▸ **ASSIGNMENT**: Reproduce, with no edits, the line that contains "pub struct ServiceToken(String);" and all the lines that follow it, ending with the last line of the records.

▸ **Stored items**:
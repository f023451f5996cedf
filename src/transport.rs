//! Transport trait for reaching the rig

use std::pin::Pin;
use std::task::{Context, Poll};

use tokio::io::{AsyncRead, AsyncWrite, ReadBuf};
use tracing::debug;

use crate::Result;
use crate::types::Peer;

/// Byte stream a transport hands back once a peer channel is open.
pub trait LinkStream: AsyncRead + AsyncWrite + Send + Unpin {}

impl<T> LinkStream for T where T: AsyncRead + AsyncWrite + Send + Unpin {}

/// Trait for the radio stack (or anything standing in for it)
///
/// Transports own peer enumeration and channel setup. The link manager only
/// ever asks for the bonded set, stops discovery, and opens one peer at a
/// time.
#[async_trait::async_trait]
pub trait Transport: Send + Sync + 'static {
    /// Peers previously bonded with this device.
    async fn bonded_peers(&self) -> Result<Vec<Peer>>;

    /// Stop any in-progress discovery scan.
    ///
    /// Discovery and connection setup share the radio, so the connector
    /// calls this before every open.
    async fn cancel_discovery(&self) {}

    /// Whether the radio is switched on.
    fn is_powered(&self) -> bool {
        true
    }

    /// Open the service channel on `peer`.
    ///
    /// Blocks until the handshake completes or fails. Dropping the returned
    /// future must release anything partially opened.
    async fn open(&self, peer: &Peer) -> Result<Connection>;
}

/// An open duplex stream bound to one peer.
///
/// Exactly one component owns a `Connection` at a time. Dropping it closes
/// the underlying stream; there is no separate close call to forget or
/// repeat.
pub struct Connection {
    peer: Peer,
    stream: Box<dyn LinkStream>,
}

impl Connection {
    pub fn new(peer: Peer, stream: impl LinkStream + 'static) -> Self {
        Self { peer, stream: Box::new(stream) }
    }

    /// The peer this connection is bound to.
    pub fn peer(&self) -> &Peer {
        &self.peer
    }
}

impl std::fmt::Debug for Connection {
    fn fmt(&self, f: &mut std::fmt::Formatter<'_>) -> std::fmt::Result {
        f.debug_struct("Connection").field("peer", &self.peer).finish_non_exhaustive()
    }
}

impl AsyncRead for Connection {
    fn poll_read(
        mut self: Pin<&mut Self>,
        cx: &mut Context<'_>,
        buf: &mut ReadBuf<'_>,
    ) -> Poll<std::io::Result<()>> {
        Pin::new(&mut self.stream).poll_read(cx, buf)
    }
}

// The link is receive-only today; writes pass straight through so the
// stream stays a true duplex for transports that need it.
impl AsyncWrite for Connection {
    fn poll_write(
        mut self: Pin<&mut Self>,
        cx: &mut Context<'_>,
        buf: &[u8],
    ) -> Poll<std::io::Result<usize>> {
        Pin::new(&mut self.stream).poll_write(cx, buf)
    }

    fn poll_flush(mut self: Pin<&mut Self>, cx: &mut Context<'_>) -> Poll<std::io::Result<()>> {
        Pin::new(&mut self.stream).poll_flush(cx)
    }

    fn poll_shutdown(
        mut self: Pin<&mut Self>,
        cx: &mut Context<'_>,
    ) -> Poll<std::io::Result<()>> {
        Pin::new(&mut self.stream).poll_shutdown(cx)
    }
}

impl Drop for Connection {
    fn drop(&mut self) {
        debug!(peer = %self.peer, "Closing connection");
    }
}
//! Remote endpoint identity

use serde::{Deserialize, Serialize};

/// Opaque capability used to open the service channel on a peer.
///
/// For a radio module this is the service-record UUID the module answers
/// on. The link never interprets it; the transport compares or sends it.
#[derive(Debug, Clone, PartialEq, Eq, Hash, Serialize, Deserialize)]
#[serde(transparent)]
pub struct ServiceToken(String);

impl ServiceToken {
    /// Serial port profile service UUID, what HC-0x modules answer on.
    pub const SERIAL_PORT_PROFILE: &'static str = "00001101-0000-1000-8000-00805F9B34FB";

    pub fn new(token: impl Into<String>) -> Self {
        Self(token.into())
    }

    pub fn as_str(&self) -> &str {
        &self.0
    }
}

impl Default for ServiceToken {
    fn default() -> Self {
        Self::new(Self::SERIAL_PORT_PROFILE)
    }
}

impl std::fmt::Display for ServiceToken {
    fn fmt(&self, f: &mut std::fmt::Formatter<'_>) -> std::fmt::Result {
        f.write_str(&self.0)
    }
}

/// A bonded remote endpoint. Immutable once selected.
///
/// `address` is where the transport finds the peer (a radio address, a
/// bridge socket). `token` selects the service channel on it.
#[derive(Debug, Clone, PartialEq, Eq, Hash)]
pub struct Peer {
    name: String,
    address: String,
    token: ServiceToken,
}

impl Peer {
    /// A peer at `address` answering on the default service token.
    pub fn new(name: impl Into<String>, address: impl Into<String>) -> Self {
        Self { name: name.into(), address: address.into(), token: ServiceToken::default() }
    }

    /// The same peer, opened with `token` instead.
    pub fn with_token(self, token: ServiceToken) -> Self {
        Self { token, ..self }
    }

    pub fn name(&self) -> &str {
        &self.name
    }

    pub fn address(&self) -> &str {
        &self.address
    }

    pub fn token(&self) -> &ServiceToken {
        &self.token
    }
}

impl std::fmt::Display for Peer {
    fn fmt(&self, f: &mut std::fmt::Formatter<'_>) -> std::fmt::Result {
        f.write_str(&self.name)
    }
}

/// Select the peer whose name equals `name` exactly.
///
/// Matching is case-sensitive and does not trim, so `"hc-06"` and
/// `"HC-06 "` do not match `"HC-06"`.
pub fn find_peer<'a, I>(peers: I, name: &str) -> Option<Peer>
where
    I: IntoIterator<Item = &'a Peer>,
{
    peers.into_iter().find(|peer| peer.name == name).cloned()
}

▸ **SOLUTION**:
pub struct ServiceToken(String);

impl ServiceToken {
    /// Serial port profile service UUID, what HC-0x modules answer on.
    pub const SERIAL_PORT_PROFILE: &'static str = "00001101-0000-1000-8000-00805F9B34FB";

    pub fn new(token: impl Into<String>) -> Self {
        Self(token.into())
    }

    pub fn as_str(&self) -> &str {
        &self.0
    }
}

impl Default for ServiceToken {
    fn default() -> Self {
        Self::new(Self::SERIAL_PORT_PROFILE)
    }
}

impl std::fmt::Display for ServiceToken {
    fn fmt(&self, f: &mut std::fmt::Formatter<'_>) -> std::fmt::Result {
        f.write_str(&self.0)
    }
}

/// A bonded remote endpoint. Immutable once selected.
///
/// `address` is where the transport finds the peer (a radio address, a
/// bridge socket). `token` selects the service channel on it.
#[derive(Debug, Clone, PartialEq, Eq, Hash)]
pub struct Peer {
    name: String,
    address: String,
    token: ServiceToken,
}

impl Peer {
    /// A peer at `address` answering on the default service token.
    pub fn new(name: impl Into<String>, address: impl Into<String>) -> Self {
        Self { name: name.into(), address: address.into(), token: ServiceToken::default() }
    }

    /// The same peer, opened with `token` instead.
    pub fn with_token(self, token: ServiceToken) -> Self {
        Self { token, ..self }
    }

    pub fn name(&self) -> &str {
        &self.name
    }

    pub fn address(&self) -> &str {
        &self.address
    }

    pub fn token(&self) -> &ServiceToken {
        &self.token
    }
}

impl std::fmt::Display for Peer {
    fn fmt(&self, f: &mut std::fmt::Formatter<'_>) -> std::fmt::Result {
        f.write_str(&self.name)
    }
}

/// Select the peer whose name equals `name` exactly.
///
/// Matching is case-sensitive and does not trim, so `"hc-06"` and
/// `"HC-06 "` do not match `"HC-06"`.
pub fn find_peer<'a, I>(peers: I, name: &str) -> Option<Peer>
where
    I: IntoIterator<Item = &'a Peer>,
{
    peers.into_iter().find(|peer| peer.name == name).cloned()
}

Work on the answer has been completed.